SOLUTION (a) Regarding \(x\) as a constant, we obtain \[
\int_1^2 x^2y dy = \left[ x^2 \frac{y^2}{2} \right]_{y=1}^{y=2} =
x^2\left(\frac{2^2}{2}\right) - x^2\left(\frac{1^2}{2}\right) =
\frac{3}{2}x^2
\] Thus the function \(A\) in
the preceding discussion is given by \(A(x) =
\frac{3}{2}x^2\) in this example.

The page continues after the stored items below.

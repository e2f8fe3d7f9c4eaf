use crate::native::{NtStatus, RawHandle};
use std::io;
use std::path::PathBuf;
use std::time::Duration;

#[derive(Debug, thiserror::Error)]
pub enum Error {
    #[error("{call} failed with status {status}")]
    Status { call: &'static str, status: NtStatus },

    #[error("{call} still reported a short buffer after {attempts} attempts")]
    BufferNegotiation { call: &'static str, attempts: u32 },

    #[error("Failed to open process {pid}: {source}")]
    OpenProcess { pid: u32, source: io::Error },

    #[error("Name query for handle {handle} did not finish within {timeout:?}")]
    NameQueryTimedOut { handle: RawHandle, timeout: Duration },

    #[error("Name query worker exited unexpectedly")]
    NameWorkerExited,

    #[error("{stuck} name query worker(s) are still blocked in the kernel")]
    NameWorkersBusy { stuck: usize },

    #[error("No handle named {name:?} in process {pid}")]
    NotFound { pid: u32, name: String },

    #[error("None of the {attempted} matching handle(s) in process {pid} could be closed: {source}")]
    NoneClosed {
        pid: u32,
        attempted: usize,
        source: Box<Error>,
    },

    #[error("Process not running: {0}")]
    ProcessNotRunning(String),

    #[error("None of the {attempted} {name} process(es) could be terminated: {source}")]
    NoneTerminated {
        name: String,
        attempted: usize,
        source: Box<Error>,
    },

    #[error("Failed to {op} process {pid}: {source}")]
    Process {
        pid: u32,
        op: &'static str,
        source: io::Error,
    },

    #[error("Executable not found: {}", .0.display())]
    ExecutableMissing(PathBuf),

    #[error("Failed to launch {}: {source}", path.display())]
    Launch { path: PathBuf, source: io::Error },

    #[error("Failed to snapshot processes: {0}")]
    Snapshot(io::Error),

    #[error("Failed to spawn worker thread: {0}")]
    Thread(io::Error),

    #[error("Native process and handle APIs are not available on this platform")]
    Unsupported,
}

/// Coarse classification callers use to decide how loudly to report.
#[derive(Debug, Clone, Copy, PartialEq, Eq)]
pub enum ErrorKind {
    /// The process or handle vanished. Expected during normal churn.
    NotFound,
    /// Access was refused, typically a protected or elevated process.
    Permission,
    /// May succeed on the next attempt.
    Transient,
    Fatal,
}

impl Error {
    pub fn kind(&self) -> ErrorKind {
        match self {
            Self::NotFound { .. } | Self::ProcessNotRunning(_) => ErrorKind::NotFound,
            Self::NoneClosed { source, .. } | Self::NoneTerminated { source, .. } => source.kind(),
            Self::NameQueryTimedOut { .. }
            | Self::NameWorkersBusy { .. }
            | Self::BufferNegotiation { .. } => ErrorKind::Transient,
            Self::Status { status, .. } if status.is_access_denied() => ErrorKind::Permission,
            Self::Status { status, .. }
                if *status == NtStatus::INVALID_HANDLE || *status == NtStatus::INVALID_CID =>
            {
                ErrorKind::NotFound
            }
            Self::OpenProcess { source, .. } | Self::Process { source, .. } => io_kind(source),
            _ => ErrorKind::Fatal,
        }
    }
}

fn io_kind(err: &io::Error) -> ErrorKind {
    match err.kind() {
        io::ErrorKind::PermissionDenied => ErrorKind::Permission,
        // OpenProcess reports an exited pid as ERROR_INVALID_PARAMETER.
        io::ErrorKind::NotFound | io::ErrorKind::InvalidInput => ErrorKind::NotFound,
        _ => ErrorKind::Fatal,
    }
}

We now integrate this function
of \(x\) from 0 to 3: \[
\int_0^3 \int_1^2 x^2y dy dx = \int_0^3 \left[ \int_1^2 x^2y dy \right]
dx = \int_0^3 \frac{3}{2}x^2 dx = \frac{3}{2} \left[ \frac{x^3}{3}
\right]_0^3 = \frac{3}{2} \frac{27}{3} = \frac{27}{2}
\] (b) Here we first integrate with respect to \(x\): \[
\int_1^2 \int_0^3 x^2y dx dy = \int_1^2 \left[ \int_0^3 x^2y dx \right]
dy = \int_1^2 \left[ \frac{x^3}{3}y \right]_{x=0}^{x=3} dy = \int_1^2 9y
dy = 9 \left[ \frac{y^2}{2} \right]_1^2 = \frac{27}{2}
\]
Notice that in Example 4 we obtained the same answer whether we
integrated with respect to \(y\) or
\(x\) first. In general, it turns out
(see Theorem 10) that the two iterated integrals in Equations (\(\ref{eq:8}\)) and (\(\ref{eq:9}\)) are always equal; that is,
the order of integration does not matter.